Dr. Anna Cianciolo
Title – What to teach health professionals? A human-centered systems engineering perspective
Date: Wednesday, March 18, 2015
Time: 12:00pm to 1:30pm (Lunch will be served at DHCC)
Locations:
- Diamond Health Care Centre 2267
- IRC 305
- MSB 107
- RJH PCC 201C
- KGH CAC 237
- NHSC 9-374
- Surrey Central City (Manning Room 4109)
Abstract
One concern of the medical educator is to determine what is learnable about clinical encounters, that is, what constitutes a provider’s task, the reach and limits of his agency. This can be difficult because even though regularities in activity across clinical encounters (e.g., interviewing, diagnosing, prescribing) may be recognized as practice, what constitutes that activity in each encounter is unique to the people and circumstances involved. Defining “what to teach” health professionals from a human-centered systems engineering (HCSE) perspective may help create principled, yet contextually grounded descriptions of healthcare practice that align learning objectives and performance assessment criteria with the demands of actual work. This presentation will introduce the HCSE approach to conceptualizing practice, highlighting similarities/differences to other empirical approaches and summarizing the techniques HCSE researchers use to develop theory. Implications for further inquiry and innovation in medical education will be discussed.
Biography
Dr.
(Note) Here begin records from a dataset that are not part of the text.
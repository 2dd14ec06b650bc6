//! Entity views: per-record render descriptions. Each function takes
//! one entity and produces a plain serializable struct with the labels,
//! tags and progress values the embedding UI needs, nothing else.

use serde::Serialize;

use fleetdeck_common::{
    ArchitecturePool, Icon, Job, JobTemplate, Node, NodeStatus, SecurityMetric, SecurityPolicy,
    Tag, Vulnerability,
};

use crate::aggregate::find_pool;
use crate::classify::{
    job_status_icon, job_status_tag, metric_status_icon, metric_status_tag, severity_tag,
    status_icon, status_tag, usage_tag,
};

/// Status badge: text plus color and icon tags.
#[derive(Debug, Clone, Serialize, PartialEq, Eq)]
pub struct Badge {
    pub label: String,
    pub tag: Tag,
    pub icon: Icon,
}

#[derive(Debug, Clone, Copy, Serialize, PartialEq, Eq)]
#[serde(rename_all = "snake_case")]
pub enum NodeAction {
    Connect,
    Pause,
    Resume,
}

#[derive(Debug, Clone, Serialize, PartialEq)]
pub struct NodeView {
    pub name: String,
    pub architecture: String,
    pub badge: Badge,

    /// "jobs/max_jobs", e.g. "3/8".
    pub jobs_label: String,
    /// Job slot usage as a percent, clamped to [0, 100].
    pub job_progress: f64,

    pub cpu: u8,
    pub cpu_tag: Tag,
    pub memory: u8,
    pub memory_tag: Tag,

    pub last_seen: String,
    pub actions: Vec<NodeAction>,
}

#[derive(Debug, Clone, Serialize, PartialEq, Eq)]
pub struct JobView {
    pub name: String,
    pub badge: Badge,
    /// "{node} ({architecture})".
    pub node_label: String,
    pub progress: u8,
    pub duration: String,
}

#[derive(Debug, Clone, Serialize, PartialEq, Eq)]
pub struct PoolView {
    pub name: String,
    pub identifier: String,
    pub nodes: u32,
    /// "active_jobs/total_capacity".
    pub jobs_label: String,
    pub usage: u8,
    pub usage_tag: Tag,
    pub popular: bool,
}

/// One compatible architecture of a template. `pool_name` is absent
/// when no pool carries the identifier; the raw id still renders.
#[derive(Debug, Clone, Serialize, PartialEq, Eq)]
pub struct TemplateArch {
    pub id: String,
    pub pool_name: Option<String>,
}

#[derive(Debug, Clone, Serialize, PartialEq, Eq)]
pub struct TemplateView {
    pub name: String,
    pub frequency: String,
    pub avg_duration: String,
    pub architectures: Vec<TemplateArch>,
}

#[derive(Debug, Clone, Serialize, PartialEq, Eq)]
pub struct MetricView {
    pub title: String,
    pub badge: Badge,
    pub enabled: bool,
    pub description: String,
}

#[derive(Debug, Clone, Serialize, PartialEq, Eq)]
pub struct VulnerabilityView {
    /// Upper-cased severity, e.g. "MEDIUM".
    pub severity_label: String,
    pub severity_tag: Tag,
    pub title: String,
    pub node: String,
    pub description: String,
    pub recommendation: String,
}

#[derive(Debug, Clone, Serialize, PartialEq, Eq)]
pub struct PolicyView {
    pub title: String,
    pub description: String,
    pub enabled: bool,
}

/// Job slot usage as a percent. A node with no slots reports 0.
pub fn job_progress(jobs: u32, max_jobs: u32) -> f64 {
    if max_jobs == 0 {
        return 0.0;
    }
    (jobs as f64 / max_jobs as f64 * 100.0).clamp(0.0, 100.0)
}

fn node_actions(status: NodeStatus) -> Vec<NodeAction> {
    let toggle = if status == NodeStatus::Online {
        NodeAction::Pause
    } else {
        NodeAction::Resume
    };
    vec![NodeAction::Connect, toggle]
}

pub fn node_view(node: &Node) -> NodeView {
    NodeView {
        name: node.name.clone(),
        architecture: node.architecture.clone(),
        badge: Badge {
            label: node.status.label().to_string(),
            tag: status_tag(node.status),
            icon: status_icon(node.status),
        },
        jobs_label: format!("{}/{}", node.jobs, node.max_jobs),
        job_progress: job_progress(node.jobs, node.max_jobs),
        cpu: node.cpu,
        cpu_tag: usage_tag(node.cpu),
        memory: node.memory,
        memory_tag: usage_tag(node.memory),
        last_seen: node.last_seen.clone(),
        actions: node_actions(node.status),
    }
}

pub fn job_view(job: &Job) -> JobView {
    JobView {
        name: job.name.clone(),
        badge: Badge {
            label: job.status.label().to_string(),
            tag: job_status_tag(job.status),
            icon: job_status_icon(job.status),
        },
        node_label: format!("{} ({})", job.node, job.architecture),
        progress: job.progress.min(100),
        duration: job.duration.clone(),
    }
}

pub fn pool_view(pool: &ArchitecturePool) -> PoolView {
    let usage = pool.derived_usage();
    PoolView {
        name: pool.name.clone(),
        identifier: pool.identifier.clone(),
        nodes: pool.nodes,
        jobs_label: format!("{}/{}", pool.active_jobs, pool.total_capacity),
        usage,
        usage_tag: usage_tag(usage),
        popular: pool.popular,
    }
}

pub fn template_view(template: &JobTemplate, pools: &[ArchitecturePool]) -> TemplateView {
    TemplateView {
        name: template.name.clone(),
        frequency: template.frequency.label().to_string(),
        avg_duration: template.avg_duration.clone(),
        architectures: template
            .architectures
            .iter()
            .map(|id| TemplateArch {
                id: id.clone(),
                pool_name: find_pool(pools, id).map(|p| p.name.clone()),
            })
            .collect(),
    }
}

pub fn metric_view(metric: &SecurityMetric) -> MetricView {
    MetricView {
        title: metric.title.clone(),
        badge: Badge {
            label: metric.status.label().to_string(),
            tag: metric_status_tag(metric.status),
            icon: metric_status_icon(metric.status),
        },
        enabled: metric.enabled,
        description: metric.description.clone(),
    }
}

pub fn vulnerability_view(vuln: &Vulnerability) -> VulnerabilityView {
    VulnerabilityView {
        severity_label: vuln.severity.label().to_uppercase(),
        severity_tag: severity_tag(vuln.severity),
        title: vuln.title.clone(),
        node: vuln.node.clone(),
        description: vuln.description.clone(),
        recommendation: vuln.recommendation.clone(),
    }
}

pub fn policy_view(policy: &SecurityPolicy) -> PolicyView {
    PolicyView {
        title: policy.title.clone(),
        description: policy.description.clone(),
        enabled: policy.enabled,
    }
}

#[cfg(test)]
mod tests {
    use super::*;
    use fleetdeck_common::{Frequency, JobStatus, MetricStatus, Severity};

    fn make_node(status: NodeStatus, jobs: u32, max_jobs: u32) -> Node {
        Node {
            id: "node-001".to_string(),
            name: "Ubuntu Build Server".to_string(),
            status,
            architecture: "linux-x64".to_string(),
            jobs,
            max_jobs,
            cpu: 45,
            memory: 62,
            last_seen: "2 minutes ago".to_string(),
        }
    }

    fn make_pool(identifier: &str, name: &str) -> ArchitecturePool {
        ArchitecturePool {
            name: name.to_string(),
            identifier: identifier.to_string(),
            nodes: 1,
            active_jobs: 2,
            total_capacity: 8,
            usage: 25,
            popular: false,
        }
    }

    #[test]
    fn test_job_progress_sample_nodes() {
        assert_eq!(job_progress(3, 8), 37.5);
        assert_eq!(job_progress(5, 5), 100.0);
        assert_eq!(job_progress(0, 4), 0.0);
    }

    #[test]
    fn test_job_progress_zero_capacity() {
        let ratio = job_progress(3, 0);
        assert_eq!(ratio, 0.0);
        assert!(!ratio.is_nan());
    }

    #[test]
    fn test_job_progress_clamped_over_capacity() {
        assert_eq!(job_progress(10, 5), 100.0);
    }

    #[test]
    fn test_node_view_badge_matches_status() {
        let view = node_view(&make_node(NodeStatus::Online, 3, 8));
        assert_eq!(view.badge.label, "online");
        assert_eq!(view.badge.tag, Tag::Success);
        assert_eq!(view.badge.icon, Icon::CheckCircle);
        assert_eq!(view.jobs_label, "3/8");
        assert_eq!(view.job_progress, 37.5);

        let view = node_view(&make_node(NodeStatus::Busy, 5, 5));
        assert_eq!(view.badge.tag, Tag::Warning);
        assert_eq!(view.job_progress, 100.0);

        let view = node_view(&make_node(NodeStatus::Offline, 0, 4));
        assert_eq!(view.badge.tag, Tag::Destructive);
        assert_eq!(view.job_progress, 0.0);
    }

    #[test]
    fn test_node_actions() {
        let online = node_view(&make_node(NodeStatus::Online, 0, 4));
        assert_eq!(online.actions, vec![NodeAction::Connect, NodeAction::Pause]);

        let offline = node_view(&make_node(NodeStatus::Offline, 0, 4));
        assert_eq!(offline.actions, vec![NodeAction::Connect, NodeAction::Resume]);

        let busy = node_view(&make_node(NodeStatus::Busy, 0, 4));
        assert_eq!(busy.actions, vec![NodeAction::Connect, NodeAction::Resume]);
    }

    #[test]
    fn test_job_view() {
        let job = Job {
            id: "job-4".to_string(),
            name: "iOS Build".to_string(),
            node: "macOS Builder".to_string(),
            status: JobStatus::Failed,
            progress: 100,
            duration: "Failed at 2m 30s".to_string(),
            architecture: "darwin-arm64".to_string(),
        };
        let view = job_view(&job);
        assert_eq!(view.badge.tag, Tag::Destructive);
        assert_eq!(view.node_label, "macOS Builder (darwin-arm64)");
        assert_eq!(view.progress, 100);
    }

    #[test]
    fn test_pool_view_renders_derived_usage() {
        // Supplied literal says 89, the numbers say 38.
        let pool = ArchitecturePool {
            usage: 89,
            active_jobs: 3,
            total_capacity: 8,
            ..make_pool("windows-x64", "Windows x64")
        };
        let view = pool_view(&pool);
        assert_eq!(view.usage, 38);
        assert_eq!(view.usage_tag, Tag::Success);
        assert_eq!(view.jobs_label, "3/8");
    }

    #[test]
    fn test_template_view_missing_pool_keeps_raw_id() {
        let template = JobTemplate {
            name: "Docker Images".to_string(),
            architectures: vec!["linux-x64".to_string(), "linux-arm64".to_string()],
            frequency: Frequency::Medium,
            avg_duration: "6m 20s".to_string(),
        };
        let pools = vec![make_pool("linux-x64", "Linux x64")];

        let view = template_view(&template, &pools);
        assert_eq!(view.architectures.len(), 2);
        assert_eq!(view.architectures[0].pool_name.as_deref(), Some("Linux x64"));
        assert_eq!(view.architectures[1].id, "linux-arm64");
        assert_eq!(view.architectures[1].pool_name, None);
    }

    #[test]
    fn test_metric_view() {
        let metric = SecurityMetric {
            title: "Network Segmentation".to_string(),
            status: MetricStatus::Warning,
            enabled: false,
            description: "Some nodes on same subnet".to_string(),
        };
        let view = metric_view(&metric);
        assert_eq!(view.badge.tag, Tag::Warning);
        assert_eq!(view.badge.icon, Icon::AlertTriangle);
        assert!(!view.enabled);
    }

    #[test]
    fn test_vulnerability_view_uppercases_severity() {
        let vuln = Vulnerability {
            id: "vuln-1".to_string(),
            severity: Severity::Medium,
            title: "Outdated Agent Version".to_string(),
            node: "Windows Agent".to_string(),
            description: "Agent version 2.401 has known vulnerabilities".to_string(),
            recommendation: "Update to version 2.414 or later".to_string(),
        };
        let view = vulnerability_view(&vuln);
        assert_eq!(view.severity_label, "MEDIUM");
        assert_eq!(view.severity_tag, Tag::Warning);
    }
}
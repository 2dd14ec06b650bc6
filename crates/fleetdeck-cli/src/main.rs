mod args;
mod output;

use std::io::{self, BufRead, Write};

use anyhow::{bail, Context, Result};
use clap::Parser;
use tracing_subscriber::EnvFilter;

use fleetdeck_common::FleetSnapshot;
use fleetdeck_dash::page::{architecture_page, overview_page, security_page};
use fleetdeck_dash::shell::{Shell, ViewId};
use fleetdeck_data::{sample_snapshot, SnapshotProvider, StaticProvider};

use crate::args::Args;

fn main() -> Result<()> {
    tracing_subscriber::fmt()
        .with_env_filter(EnvFilter::from_default_env())
        .init();

    let args = Args::parse();

    let provider = if args.strict {
        StaticProvider::strict(sample_snapshot())
    } else {
        StaticProvider::sample()
    };

    let mut shell = Shell::new();
    match ViewId::parse(&args.view) {
        Some(view) => shell.select(view),
        None => bail!(
            "unknown view '{}', available: {}",
            args.view,
            available_views()
        ),
    }

    let snapshot = provider
        .snapshot()
        .context("failed to load fleet snapshot")?;
    render(&snapshot, shell.selected(), args.json)?;

    if args.interactive {
        run_interactive(&provider, &mut shell, args.json)?;
    }

    Ok(())
}

fn render(snapshot: &FleetSnapshot, view: ViewId, json: bool) -> Result<()> {
    match view {
        ViewId::Overview => {
            let page = overview_page(snapshot);
            if json {
                println!("{}", serde_json::to_string_pretty(&page)?);
            } else {
                output::print_overview(&page);
            }
        }
        ViewId::Security => {
            let page = security_page(snapshot);
            if json {
                println!("{}", serde_json::to_string_pretty(&page)?);
            } else {
                output::print_security(&page);
            }
        }
        ViewId::ArchitectureManagement => {
            let page = architecture_page(snapshot);
            if json {
                println!("{}", serde_json::to_string_pretty(&page)?);
            } else {
                output::print_architecture(&page);
            }
        }
    }
    Ok(())
}

/// Read view ids from stdin, one per line, re-rendering after every
/// switch. Unknown ids keep the current selection.
fn run_interactive(provider: &StaticProvider, shell: &mut Shell, json: bool) -> Result<()> {
    let stdin = io::stdin();
    prompt()?;
    for line in stdin.lock().lines() {
        let line = line.context("failed to read stdin")?;
        let input = line.trim();

        if input.is_empty() {
            prompt()?;
            continue;
        }
        if input == "quit" || input == "exit" {
            break;
        }

        match ViewId::parse(input) {
            Some(view) => {
                shell.select(view);
                let snapshot = provider.snapshot()?;
                render(&snapshot, shell.selected(), json)?;
            }
            None => {
                println!(
                    "unknown view '{}', available: {}, quit",
                    input,
                    available_views()
                );
            }
        }
        prompt()?;
    }
    Ok(())
}

fn available_views() -> String {
    ViewId::ALL
        .iter()
        .map(|v| v.as_str())
        .collect::<Vec<_>>()
        .join(", ")
}

fn prompt() -> Result<()> {
    print!("fleetdeck> ");
    io::stdout().flush().context("failed to flush stdout")?;
    Ok(())
}
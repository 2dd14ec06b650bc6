use thiserror::Error;

use fleetdeck_common::FleetSnapshot;

use crate::sample::sample_snapshot;
use crate::validate::{sanitize, validate, ValidationError};

#[derive(Debug, Error)]
pub enum ProviderError {
    #[error("snapshot rejected: {0}")]
    Invalid(#[from] ValidationError),
}

/// Supplies the current fleet picture to the view layer. Synchronous
/// by design: the dashboard renders whatever the provider hands over,
/// there is nothing to await.
pub trait SnapshotProvider {
    fn snapshot(&self) -> Result<FleetSnapshot, ProviderError>;
}

/// Provider over a fixed, in-memory snapshot.
///
/// In coercing mode (the default) out-of-range records are clamped
/// with a logged warning; in strict mode the snapshot is rejected
/// instead.
pub struct StaticProvider {
    data: FleetSnapshot,
    strict: bool,
}

impl StaticProvider {
    pub fn new(data: FleetSnapshot) -> Self {
        Self {
            data,
            strict: false,
        }
    }

    pub fn strict(data: FleetSnapshot) -> Self {
        Self { data, strict: true }
    }

    /// The built-in demo fleet.
    pub fn sample() -> Self {
        Self::new(sample_snapshot())
    }
}

impl SnapshotProvider for StaticProvider {
    fn snapshot(&self) -> Result<FleetSnapshot, ProviderError> {
        if self.strict {
            validate(&self.data)?;
            Ok(self.data.clone())
        } else {
            Ok(sanitize(self.data.clone()))
        }
    }
}
use clap::Parser;

#[derive(Debug, Parser)]
#[command(name = "fleetdeck")]
#[command(about = "Build fleet dashboard", long_about = None)]
pub struct Args {
    /// View to render: overview, security, architecture-management
    #[arg(long, env = "FLEETDECK_VIEW", default_value = "overview")]
    pub view: String,

    /// Emit the render description as JSON instead of tables
    #[arg(long)]
    pub json: bool,

    /// Reject snapshots violating capacity invariants instead of
    /// coercing them into range
    #[arg(long)]
    pub strict: bool,

    /// Keep reading view ids from stdin and re-render on each switch
    #[arg(long, short)]
    pub interactive: bool,
}
pub mod architecture;
pub mod job;
pub mod node;
pub mod security;
pub mod snapshot;
pub mod tag;

pub use architecture::{ArchitecturePool, Frequency, JobTemplate};
pub use job::{Job, JobStatus};
pub use node::{Node, NodeStatus};
pub use security::{MetricStatus, SecurityMetric, SecurityPolicy, Severity, Vulnerability};
pub use snapshot::FleetSnapshot;
pub use tag::{Icon, Tag};
use serde::{Deserialize, Serialize};

/// Closed set of color tags produced by the classification rules.
///
/// The embedding UI decides what each tag looks like; the core only
/// guarantees that every classified value maps into this set.
#[derive(Debug, Clone, Copy, Serialize, Deserialize, PartialEq, Eq, Hash)]
#[serde(rename_all = "snake_case")]
pub enum Tag {
    Success,
    Warning,
    Destructive,
    Info,
    Secondary,
}

impl Tag {
    pub fn as_str(&self) -> &'static str {
        match self {
            Tag::Success => "success",
            Tag::Warning => "warning",
            Tag::Destructive => "destructive",
            Tag::Info => "info",
            Tag::Secondary => "secondary",
        }
    }
}

/// Opaque icon tags, resolved to actual glyphs by the embedding UI.
#[derive(Debug, Clone, Copy, Serialize, Deserialize, PartialEq, Eq, Hash)]
#[serde(rename_all = "snake_case")]
pub enum Icon {
    CheckCircle,
    AlertTriangle,
    AlertCircle,
    Clock,
    Server,
    Activity,
}

impl Icon {
    pub fn as_str(&self) -> &'static str {
        match self {
            Icon::CheckCircle => "check_circle",
            Icon::AlertTriangle => "alert_triangle",
            Icon::AlertCircle => "alert_circle",
            Icon::Clock => "clock",
            Icon::Server => "server",
            Icon::Activity => "activity",
        }
    }
}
Anna T. Cianciolo, PhD, is an Assistant Professor in the Department of Medical Education at Southern Illinois University School of Medicine. She earned her PhD in Engineering Psychology from the Georgia Institute of Technology in 2001 and has devoted her career to investigating the nature of professional expertise and its development. Her two-year postdoctoral position at Yale University (2001-2003) launched the first part of her career studying the design, development, and evaluation of US Army officer education and leader development. In 2005, she founded Command Performance Research, Inc. (Champaign, Illinois), where she collaborated with the US Army Research Institute and the US Army Training and Doctrine Command to shape training policy on formal institutional instruction and technology-enabled learning. She joined SIUSOM in 2011, where her teaching duties include faculty development, graduate courses in leadership and clinical performance assessment, and research mentorship of medical students. Her current research focuses on examining faculty and student practices in problem-based learning tutorial discussions, designing observational assessments of entrustment, and enhancing conceptual understanding of diagnostic expertise. In 2014, she was selected to receive the Association for Medical Education in Europe’s Miriam Friedman Ben-David New Educator Award. She is currently the Editor-in-Chief of Teaching & Learning in Medicine and Chair Elect of the AAMC Central Group on Educational Affairs Section on Medical Education Scholarship Research and Evaluation.
Accreditation:
As an organization accredited to sponsor continuing medical education for physicians by the Committee on Accreditation of Continuing Medical Education (CACME), the UBC Division of Continuing Professional Development designates this educational program as meeting the accreditation criteria of the College of Family Physicians of Canada for up to 1.5 Mainpro-M1 credits. This program is an Accredited Group Learning Activity eligible for up to 1.5 Section 1 credits as defined by the Maintenance of Certification program of the Royal College of Physicians and Surgeons of Canada. This program has been reviewed and approved by UBC Division of Continuing Professional Development. Each physician should claim only those credits he/she actually spent in the activity.